Fuller first alleges that he was subject to a hostile work environment based on his race in violation of Title VII of the Civil Rights Act of 1964. Fuller, who is white, alleges that his African American supervisor, Katrenia Baker-Webb, harassed and mistreated Fuller for years because of his race. Fuller then says his mistreatment somehow "culminated" in January 2013 with Defendant Vantell yelling at Fuller while hitting a clipboard against a wall.

Doc. 28 at 5-6.

Second, Fuller asserts a claim for wrongful termination in violation of public policy. Fuller alleges that he brought safety concerns, including improper training and inconsistent enforcement of CCA's safety procedures, to Defendants' attention on several occasions. Fuller says that "Ohio has a strong public policy interest in promoting workplace safety, especially at a correctional facility." Fuller says he was fired in violation of the aforementioned public policy because he attempted to talk to an investigator from Ohio's Correctional Institution Inspection Committee.

Id.

II. Standards

"To survive a motion to dismiss, a complaint must contain sufficient factual matter, accepted as true, to 'state a claim to relief that is plausible on its face.'" The plausibility requirement is not "akin to a probability requirement," but requires "more than a sheer possibility that the defendant has acted unlawfully."

Ashcroft v. Iqbal , 556 U.S. 662, 678 (2009) (quoting Bell Atl. Corp. v. Twombly , 550 U.S. 544, 570 (2007)).

Id.

Federal Rule of Civil Procedure 8 provides the general standard of pleading and only requires that a complaint "contain . . . a short and plain statement of the claim showing that the pleader is entitled to relief." "Rule 8 marks a notable and generous departure from the hyper-technical, code-pleading regime of a prior era, but it does not unlock the doors of discovery for a plaintiff armed with nothing more than conclusions." In deciding a motion to dismiss under Rule 12(b)(6), "a court should assume the[] veracity" of "well-pleaded factual allegations."

Iqbal, 556 U.S. at 678-79 (citations omitted).

Id.

III. Analysis

A. Hostile Work Environment Under Title VII

In his first complaint, Plaintiff made the same claim of a hostile work environment based on race. That claim was dismissed because Fuller had not brought an EEOC charge related to his claim before bringing suit. "It is well settled that federal courts do not have subject matter jurisdiction to hear Title VII claims unless the claimant explicitly files the claim in an EEOC charge or the claim can be reasonably expected to grow out of the EEOC charge."
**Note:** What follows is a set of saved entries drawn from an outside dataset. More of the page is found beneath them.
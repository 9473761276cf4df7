//! Accelerometer sample sources
//!
//! The stability classifier needs exactly one thing from hardware: "give me
//! the next raw 3-axis reading". This crate defines that contract as
//! [`Sampler`] and provides three sources:
//!
//! - [`Mpu6050`]: the InvenSense part, over any [`RegisterBus`]
//! - [`TraceSampler`]: replays a recorded CSV trace
//! - [`ScriptedSampler`]: an in-memory script, failures included
//!
//! A sampler reports [`Reading::NotReady`] when the device has nothing to
//! offer this tick and `Err` when it cannot be read at all. Retrying is
//! left to whoever owns the device. An all-zero reading is passed through
//! as `Ready`; the detector decides whether to skip it.

pub mod mpu6050;
pub mod sampler;
pub mod scripted;
pub mod trace;

pub use mpu6050::{Address, Mpu6050, RegisterBus, SensorFrame};
pub use sampler::{FnSampler, Reading, Sampler};
pub use scripted::ScriptedSampler;
pub use trace::{read_trace, write_trace, TraceSampler};
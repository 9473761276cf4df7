//! # Timecube
//!
//! A cube with an accelerometer inside. Put it down on a face and, once it
//! has been still for a second, the face picks what happens next: the top
//! face stops the running time entry, the other five start a project each.
//!
//! This crate re-exports the workspace crates and adds configuration and
//! trace replay for the `timecube` binary.
//!
//! ## Crates
//!
//! - [`cube_core`]: samples, orientation symbols, errors, pacing
//! - [`cube_sensor`]: MPU-6050 driver, CSV traces, scripted streams
//! - [`cube_stability`]: the stability-gated classifier
//! - [`cube_dispatch`]: action table, dispatcher and device session
//!
//! ## Example
//!
//! ```rust
//! use timecube::prelude::*;
//! use timecube::{replay, AppConfig, ReplayOptions};
//!
//! let mut sampler = ScriptedSampler::new();
//! sampler.push_repeated(Sample::new(200, 15800, -300), 10);
//!
//! let mut config = AppConfig::default();
//! config.project_ids = [11, 22, 33, 44, 55];
//! let report = replay(&mut sampler, &config, ReplayOptions::default())?;
//! assert_eq!(report.action, TimeTrackingAction::Start { project_id: 22 });
//! # Ok::<(), timecube::Error>(())
//! ```

pub mod config;
pub mod replay;

pub use cube_core;
pub use cube_dispatch;
pub use cube_sensor;
pub use cube_stability;

pub use config::AppConfig;
pub use cube_core::{Error, Result};
pub use replay::{replay, ReplayOptions, ReplayReport};

// Version information
pub const VERSION: &str = env!("CARGO_PKG_VERSION");

/// Prelude module for convenient imports
pub mod prelude {
    pub use cube_core::prelude::*;
    pub use cube_dispatch::{
        ActionHandler, Dispatcher, OrientationTable, Session, TimeTrackingAction,
        TimeTrackingHandler,
    };
    pub use cube_sensor::{Reading, Sampler, ScriptedSampler, TraceSampler};
    pub use cube_stability::{Decision, DetectorParameters, StabilityClassifier};
}
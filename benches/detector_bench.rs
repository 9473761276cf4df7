//! Benchmarks for the per-tick detector cost and whole replays

use criterion::{black_box, criterion_group, criterion_main, BenchmarkId, Criterion};
use rand::{Rng, SeedableRng};
use rand_chacha::ChaCha8Rng;
use rand_distr::{Distribution, Normal};
use timecube::cube_core::{NoPause, Sample};
use timecube::cube_sensor::ScriptedSampler;
use timecube::cube_stability::{
    DetectorParameters, OnlineOrientationAnalyzer, OnlineOrientationDetector, StabilityClassifier,
};

/// Tumbling readings followed by a noisy rest on +z
fn generate_trace(tumble: usize, rest: usize, seed: u64) -> Vec<Sample> {
    let mut rng = ChaCha8Rng::seed_from_u64(seed);
    let noise = Normal::<f64>::new(0.0, 50.0).unwrap();
    let mut trace: Vec<Sample> = (0..tumble)
        .map(|_| {
            Sample::new(
                rng.gen_range(-16000..16000),
                rng.gen_range(-16000..16000),
                rng.gen_range(-16000..16000),
            )
        })
        .collect();
    for _ in 0..rest {
        let mut jitter = || noise.sample(&mut rng).round() as i32;
        trace.push(Sample::new(jitter(), jitter(), 16384 + jitter()));
    }
    trace
}

/// Benchmark a single add_observation on a full window
fn bench_tick(c: &mut Criterion) {
    let mut group = c.benchmark_group("detector_tick");

    for &window_size in &[10usize, 50, 200] {
        let params = DetectorParameters::default().with_window_size(window_size);
        let trace = generate_trace(window_size * 2, 0, 7);
        let mut detector = OnlineOrientationDetector::new(params).unwrap();
        for &s in &trace[..window_size] {
            detector.add_observation(s);
        }

        group.bench_with_input(
            BenchmarkId::new("add_observation", window_size),
            &trace,
            |b, trace| {
                let mut i = 0;
                b.iter(|| {
                    i = (i + 1) % trace.len();
                    black_box(detector.add_observation(black_box(trace[i])))
                });
            },
        );
    }

    group.finish();
}

/// Benchmark a whole run from tumbling to decision
fn bench_run(c: &mut Criterion) {
    let mut group = c.benchmark_group("classifier_run");

    for &tumble in &[0usize, 50, 500] {
        let trace = generate_trace(tumble, 10, 42);
        group.bench_with_input(BenchmarkId::new("run", tumble), &trace, |b, trace| {
            b.iter(|| {
                let mut sampler = ScriptedSampler::from_samples(trace.iter().copied());
                let mut classifier = StabilityClassifier::new(DetectorParameters::default())
                    .unwrap()
                    .with_pacer(NoPause::new());
                black_box(classifier.run(&mut sampler).unwrap())
            });
        });
    }

    group.finish();
}

criterion_group!(benches, bench_tick, bench_run);
criterion_main!(benches);
//! Per-tick observation hook
//!
//! Detectors call an observer after evaluating every tick so callers can
//! record or display what the classifier saw. Observers never influence the
//! decision.

use crate::types::{DetectionStatus, TickMetrics};
use cube_core::Sample;

/// Receives every evaluated tick
pub trait TickObserver {
    /// Called once per accepted sample, after the status is computed
    fn record_tick(&mut self, metrics: &TickMetrics, status: &DetectionStatus);

    /// Called for a sample discarded as "not ready"
    fn record_skip(&mut self, _sample: &Sample) {}

    fn reset(&mut self) {}
}

/// Observer that does nothing (zero overhead)
#[derive(Copy, Clone, Debug, Default)]
pub struct NullObserver;

impl TickObserver for NullObserver {
    #[inline]
    fn record_tick(&mut self, _metrics: &TickMetrics, _status: &DetectionStatus) {}
}

/// Keeps every tick in memory
#[derive(Clone, Debug, Default)]
pub struct TickRecorder {
    ticks: Vec<(TickMetrics, DetectionStatus)>,
    skipped: u64,
}

impl TickRecorder {
    pub fn new() -> Self {
        Self::default()
    }

    pub fn ticks(&self) -> &[(TickMetrics, DetectionStatus)] {
        &self.ticks
    }

    pub fn motion_scores(&self) -> Vec<f64> {
        self.ticks.iter().map(|(m, _)| m.motion_score).collect()
    }

    /// Samples discarded as "not ready"
    pub fn skipped(&self) -> u64 {
        self.skipped
    }
}

impl TickObserver for TickRecorder {
    fn record_tick(&mut self, metrics: &TickMetrics, status: &DetectionStatus) {
        self.ticks.push((*metrics, status.clone()));
    }

    fn record_skip(&mut self, _sample: &Sample) {
        self.skipped += 1;
    }

    fn reset(&mut self) {
        self.ticks.clear();
        self.skipped = 0;
    }
}

impl<O: TickObserver + ?Sized> TickObserver for &mut O {
    fn record_tick(&mut self, metrics: &TickMetrics, status: &DetectionStatus) {
        (**self).record_tick(metrics, status)
    }

    fn record_skip(&mut self, sample: &Sample) {
        (**self).record_skip(sample)
    }

    fn reset(&mut self) {
        (**self).reset()
    }
}
//! Discrete orientation symbols and the six canonical faces
//!
//! Each accelerometer axis discretizes into an [`AxisLevel`] or into nothing
//! at all when the reading sits in a dead zone. Three levels together form an
//! [`OrientationSymbol`]; the six symbols with exactly one saturated axis are
//! the canonical [`Orientation`]s a resting cube can report.

use crate::sample::Axis;
use serde::{Deserialize, Serialize};
use std::fmt;

/// Discrete level of one axis: -1, 0 or +1
#[derive(Copy, Clone, Debug, PartialEq, Eq, Hash, PartialOrd, Ord, Serialize, Deserialize)]
#[serde(into = "i8", try_from = "i8")]
pub enum AxisLevel {
    Negative,
    Neutral,
    Positive,
}

impl AxisLevel {
    pub const fn as_i8(self) -> i8 {
        match self {
            AxisLevel::Negative => -1,
            AxisLevel::Neutral => 0,
            AxisLevel::Positive => 1,
        }
    }
}

impl From<AxisLevel> for i8 {
    fn from(level: AxisLevel) -> i8 {
        level.as_i8()
    }
}

impl TryFrom<i8> for AxisLevel {
    type Error = String;

    fn try_from(value: i8) -> Result<Self, Self::Error> {
        match value {
            -1 => Ok(AxisLevel::Negative),
            0 => Ok(AxisLevel::Neutral),
            1 => Ok(AxisLevel::Positive),
            other => Err(format!("axis level must be -1, 0 or 1, got {other}")),
        }
    }
}

/// Per-axis discretization of a single sample.
///
/// `None` on an axis means the reading fell in a dead zone; such a symbol is
/// never matched against an orientation table.
#[derive(Copy, Clone, Debug, PartialEq, Eq, Hash, Serialize, Deserialize)]
pub struct OrientationSymbol {
    pub x: Option<AxisLevel>,
    pub y: Option<AxisLevel>,
    pub z: Option<AxisLevel>,
}

impl OrientationSymbol {
    pub const fn new(x: Option<AxisLevel>, y: Option<AxisLevel>, z: Option<AxisLevel>) -> Self {
        Self { x, y, z }
    }

    /// Fully defined symbol from three levels
    pub const fn defined(x: AxisLevel, y: AxisLevel, z: AxisLevel) -> Self {
        Self {
            x: Some(x),
            y: Some(y),
            z: Some(z),
        }
    }

    pub const fn level(&self, axis: Axis) -> Option<AxisLevel> {
        match axis {
            Axis::X => self.x,
            Axis::Y => self.y,
            Axis::Z => self.z,
        }
    }

    /// True when no axis is in a dead zone
    pub fn is_defined(&self) -> bool {
        self.x.is_some() && self.y.is_some() && self.z.is_some()
    }

    /// Axes whose reading fell in a dead zone
    pub fn undefined_axes(&self) -> Vec<Axis> {
        Axis::ALL
            .into_iter()
            .filter(|&axis| self.level(axis).is_none())
            .collect()
    }

    /// Signed triple, available only for fully defined symbols
    pub fn to_triple(&self) -> Option<[i8; 3]> {
        Some([
            self.x?.as_i8(),
            self.y?.as_i8(),
            self.z?.as_i8(),
        ])
    }

    /// The canonical face this symbol names, if any
    pub fn orientation(&self) -> Option<Orientation> {
        Orientation::from_symbol(self)
    }
}

impl fmt::Display for OrientationSymbol {
    fn fmt(&self, f: &mut fmt::Formatter<'_>) -> fmt::Result {
        let show = |level: Option<AxisLevel>| match level {
            Some(l) => l.as_i8().to_string(),
            None => "?".to_string(),
        };
        write!(f, "({}, {}, {})", show(self.x), show(self.y), show(self.z))
    }
}

/// One of the six resting faces: the axis pointing up and its sign
#[derive(Copy, Clone, Debug, PartialEq, Eq, Hash, PartialOrd, Ord, Serialize, Deserialize)]
pub enum Orientation {
    #[serde(rename = "+x")]
    PositiveX,
    #[serde(rename = "-x")]
    NegativeX,
    #[serde(rename = "+y")]
    PositiveY,
    #[serde(rename = "-y")]
    NegativeY,
    #[serde(rename = "+z")]
    PositiveZ,
    #[serde(rename = "-z")]
    NegativeZ,
}

impl Orientation {
    pub const ALL: [Orientation; 6] = [
        Orientation::PositiveX,
        Orientation::NegativeX,
        Orientation::PositiveY,
        Orientation::NegativeY,
        Orientation::PositiveZ,
        Orientation::NegativeZ,
    ];

    pub const fn axis(self) -> Axis {
        match self {
            Orientation::PositiveX | Orientation::NegativeX => Axis::X,
            Orientation::PositiveY | Orientation::NegativeY => Axis::Y,
            Orientation::PositiveZ | Orientation::NegativeZ => Axis::Z,
        }
    }

    /// Level of the saturated axis
    pub const fn sign(self) -> AxisLevel {
        match self {
            Orientation::PositiveX | Orientation::PositiveY | Orientation::PositiveZ => {
                AxisLevel::Positive
            }
            _ => AxisLevel::Negative,
        }
    }

    /// The fully defined symbol for this face
    pub fn symbol(self) -> OrientationSymbol {
        let level = |axis: Axis| {
            if axis == self.axis() {
                self.sign()
            } else {
                AxisLevel::Neutral
            }
        };
        OrientationSymbol::defined(level(Axis::X), level(Axis::Y), level(Axis::Z))
    }

    /// Exactly one saturated axis and two neutral ones; anything else is `None`
    pub fn from_symbol(symbol: &OrientationSymbol) -> Option<Self> {
        Self::ALL.into_iter().find(|o| o.symbol() == *symbol)
    }
}

impl fmt::Display for Orientation {
    fn fmt(&self, f: &mut fmt::Formatter<'_>) -> fmt::Result {
        let sign = match self.sign() {
            AxisLevel::Positive => '+',
            _ => '-',
        };
        write!(f, "{sign}{}", self.axis())
    }
}

/// The set of orientations a caller is prepared to act on.
///
/// The classifier only terminates on an orientation this set recognizes.
pub trait RecognizedOrientations {
    fn recognizes(&self, orientation: Orientation) -> bool;
}

/// Recognizes every canonical face
#[derive(Copy, Clone, Debug, Default)]
pub struct AllFaces;

impl RecognizedOrientations for AllFaces {
    fn recognizes(&self, _orientation: Orientation) -> bool {
        true
    }
}

impl RecognizedOrientations for [Orientation] {
    fn recognizes(&self, orientation: Orientation) -> bool {
        self.contains(&orientation)
    }
}

impl<const N: usize> RecognizedOrientations for [Orientation; N] {
    fn recognizes(&self, orientation: Orientation) -> bool {
        self.contains(&orientation)
    }
}

impl<R: RecognizedOrientations + ?Sized> RecognizedOrientations for &R {
    fn recognizes(&self, orientation: Orientation) -> bool {
        (**self).recognizes(orientation)
    }
}
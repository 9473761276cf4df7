//! Error types for orientation detection
//!
//! Provides a unified error type for all cube crates.

use thiserror::Error;

/// Core error type for sampling, classification and dispatch
#[derive(Error, Debug)]
pub enum Error {
    /// The sampler could not produce a reading. Fatal for the run.
    #[error("Sensor read failed: {0}")]
    SensorRead(String),

    /// Invalid parameter provided to a constructor or configuration
    #[error("Invalid parameter: {0}")]
    InvalidParameter(String),

    /// Orientation table does not cover the six canonical faces exactly once
    #[error("Invalid orientation table: {0}")]
    InvalidTable(String),

    /// A finite sample source ran out before a decision was reached
    #[error("Sample stream exhausted after {ticks} ticks")]
    StreamExhausted { ticks: u64 },

    /// The run was stopped from outside before a decision was reached
    #[error("Detection cancelled after {ticks} ticks")]
    Cancelled { ticks: u64 },

    /// The action handler failed while performing the decided action
    #[error("Dispatch error: {0}")]
    Dispatch(String),

    /// Network connectivity could not be established or queried
    #[error("Connectivity error: {0}")]
    Connectivity(String),

    /// IO error (for trace files)
    #[error("IO error: {0}")]
    Io(#[from] std::io::Error),

    /// Other errors
    #[error("Other error: {0}")]
    Other(#[from] anyhow::Error),
}

/// Result type alias using our Error type
pub type Result<T> = std::result::Result<T, Error>;

// Helper functions for common error patterns

impl Error {
    /// Wrap any displayable bus or device error as a sensor failure
    pub fn sensor(cause: impl std::fmt::Display) -> Self {
        Self::SensorRead(cause.to_string())
    }

    /// Create an error for a parameter outside its valid range
    pub fn invalid_parameter(name: &str, reason: &str) -> Self {
        Self::InvalidParameter(format!("{name} {reason}"))
    }

    /// Whether the run stopped without a sensor or dispatch fault
    pub fn is_interruption(&self) -> bool {
        matches!(self, Self::Cancelled { .. } | Self::StreamExhausted { .. })
    }
}
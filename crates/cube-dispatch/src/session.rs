//! One device session: detect, wait for the network, dispatch, signal

use std::time::Duration;

use cube_core::{CancellationToken, Error, Pacer, Result};
use cube_sensor::Sampler;
use cube_stability::{Decision, OnlineOrientationAnalyzer, StabilityClassifier};
use serde::{Deserialize, Serialize};
use tracing::{debug, info, instrument};

use crate::dispatcher::{ActionHandler, Dispatcher};
use crate::table::OrientationTable;

pub const DEFAULT_CONNECTIVITY_POLL_MS: u64 = 1000;

/// Network reachability check
pub trait Connectivity {
    fn is_connected(&mut self) -> Result<bool>;
}

impl<C: Connectivity + ?Sized> Connectivity for &mut C {
    fn is_connected(&mut self) -> Result<bool> {
        (**self).is_connected()
    }
}

/// A network that is always up
#[derive(Copy, Clone, Debug, Default)]
pub struct AlwaysConnected;

impl Connectivity for AlwaysConnected {
    fn is_connected(&mut self) -> Result<bool> {
        Ok(true)
    }
}

/// Output line held low while a session is in progress
pub trait SignalLine {
    fn set_low(&mut self) -> Result<()>;
    fn set_high(&mut self) -> Result<()>;
}

impl<L: SignalLine + ?Sized> SignalLine for &mut L {
    fn set_low(&mut self) -> Result<()> {
        (**self).set_low()
    }

    fn set_high(&mut self) -> Result<()> {
        (**self).set_high()
    }
}

/// Line that only remembers its level
#[derive(Clone, Debug, Default)]
pub struct RecordingLine {
    levels: Vec<bool>,
}

impl RecordingLine {
    pub fn new() -> Self {
        Self::default()
    }

    /// Every level written so far, `true` for high
    pub fn levels(&self) -> &[bool] {
        &self.levels
    }

    pub fn is_high(&self) -> Option<bool> {
        self.levels.last().copied()
    }
}

impl SignalLine for RecordingLine {
    fn set_low(&mut self) -> Result<()> {
        self.levels.push(false);
        Ok(())
    }

    fn set_high(&mut self) -> Result<()> {
        self.levels.push(true);
        Ok(())
    }
}

/// Block until `network` reports connected, polling every `poll`
///
/// Returns the number of failed polls.
pub fn wait_for_connectivity<C, P>(
    network: &mut C,
    pacer: &mut P,
    poll: Duration,
    cancel: Option<&CancellationToken>,
) -> Result<u64>
where
    C: Connectivity + ?Sized,
    P: Pacer + ?Sized,
{
    let mut polls = 0u64;
    loop {
        if cancel.is_some_and(CancellationToken::is_cancelled) {
            return Err(Error::Cancelled { ticks: polls });
        }
        if network.is_connected()? {
            debug!(polls, "network connected");
            return Ok(polls);
        }
        info!("waiting for network to connect...");
        polls += 1;
        pacer.pause(poll);
    }
}

/// Timing for the session outside the detection loop
#[derive(Copy, Clone, Debug, PartialEq, Serialize, Deserialize)]
#[serde(default)]
pub struct SessionOptions {
    pub connectivity_poll_ms: u64,
}

impl Default for SessionOptions {
    fn default() -> Self {
        Self {
            connectivity_poll_ms: DEFAULT_CONNECTIVITY_POLL_MS,
        }
    }
}

impl SessionOptions {
    pub fn connectivity_poll(&self) -> Duration {
        Duration::from_millis(self.connectivity_poll_ms)
    }
}

/// Result of a completed session
#[derive(Debug, Serialize)]
pub struct SessionReport<A> {
    pub decision: Decision,
    pub action: A,
    pub connectivity_polls: u64,
}

/// Ties the signal line, the network and the action table together
///
/// The line is driven low on entry and high only after the action succeeded;
/// any failure leaves it low.
pub struct Session<'t, A, L, C, P> {
    table: &'t OrientationTable<A>,
    line: L,
    network: C,
    pacer: P,
    options: SessionOptions,
    cancel: Option<CancellationToken>,
}

impl<'t, A, L, C, P> Session<'t, A, L, C, P>
where
    A: Clone + std::fmt::Debug,
    L: SignalLine,
    C: Connectivity,
    P: Pacer,
{
    pub fn new(table: &'t OrientationTable<A>, line: L, network: C, pacer: P) -> Self {
        Self {
            table,
            line,
            network,
            pacer,
            options: SessionOptions::default(),
            cancel: None,
        }
    }

    pub fn with_options(mut self, options: SessionOptions) -> Self {
        self.options = options;
        self
    }

    /// Cancel detection and the connectivity wait through `token`; the
    /// token replaces any the classifier already carries
    pub fn with_cancellation(mut self, token: CancellationToken) -> Self {
        self.cancel = Some(token);
        self
    }

    pub fn line(&self) -> &L {
        &self.line
    }

    pub fn network(&self) -> &C {
        &self.network
    }

    #[instrument(skip_all)]
    pub fn run<S, An, Pa, H>(
        &mut self,
        classifier: &mut StabilityClassifier<An, Pa>,
        sampler: &mut S,
        handler: H,
    ) -> Result<SessionReport<A>>
    where
        S: Sampler + ?Sized,
        An: OnlineOrientationAnalyzer,
        Pa: Pacer,
        H: ActionHandler<A>,
    {
        self.line.set_low()?;
        if let Some(token) = &self.cancel {
            if token.is_cancelled() {
                info!("session cancelled before detection");
                return Err(Error::Cancelled { ticks: 0 });
            }
            classifier.set_cancellation(token.clone());
        }
        let decision = classifier.run(sampler)?;
        info!(orientation = %decision.orientation, "orientation decided");

        let connectivity_polls = wait_for_connectivity(
            &mut self.network,
            &mut self.pacer,
            self.options.connectivity_poll(),
            self.cancel.as_ref(),
        )?;

        let dispatched = Dispatcher::new(self.table, handler).dispatch(decision.orientation)?;
        let action = dispatched.action.clone();
        self.line.set_high()?;
        Ok(SessionReport {
            decision,
            action,
            connectivity_polls,
        })
    }
}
Strouss v. Michigan Dep't of Corr ., 250 F.3d 336, 342 (6th Cir. 2001).

Fuller did file an EEOC complaint in April 2013, alleging that he was subject to a hostile work environment when Defendant Vantell yelled at him while hitting a clipboard against a wall. After being granted leave to amend his complaint, Fuller merely adds a paragraph stating that the race-based hostile work environment "culminated" with Vantell yelling at him. But Fuller includes no facts even suggesting that Vantell's yelling was based on Fuller's race, or that the incident with Vantell was in any way connected with Fuller's dealings with Baker-Webb.

Fuller's meager additions to his complaint do nothing to cure the defect the Court initially noted. Fuller is still asserting a hostile work environment claim based on race. He has not complied with the procedural requirements to bring this claim. The fact that Fuller has made an EEOC claim based on an incident with Vantell does not permit Fuller to bring an unexhausted claim based an entirely different theory involving Baker-Webb. Therefore, Fuller's first claim is DISMISSED.

B. Wrongful Termination in Violation of Public Policy

Fuller is left with a state law Greeley claim for wrongful termination in violation of public policy. Fuller has no remaining federal causes of action. "[A] federal court should consider and weigh in each case, and at every stage of the litigation, the values of judicial economy, convenience, fairness, and comity in order to decide whether to exercise jurisdiction over a case brought in that court involving pendent state-law claims." If "the federal-law claims have dropped out of the lawsuit in its early stages and only state-law claims remain, the federal court should decline the exercise of jurisdiction by dismissing the case without prejudice." In accordance with this sound principle, the Court chooses not to exercise supplemental jurisdiction over what is now a suit based entirely on state law. As a result, Fuller's second claim is DISMISSED as well.

Dohme v. Eurand Am ., Inc., 956 N.E.2d 825, 829 (Ohio 2011).

Carnegie Mellon Univ. v. Cohill , 484 U.S. 343, 350 (1988) (citing United Mine Workers of Am. v. Gibbs , 383 U.S. 715, 726 (1966)).

Id.

IV. Conclusion

For the foregoing reason, the Court GRANTS Defendants' motion to dismiss in its entirety.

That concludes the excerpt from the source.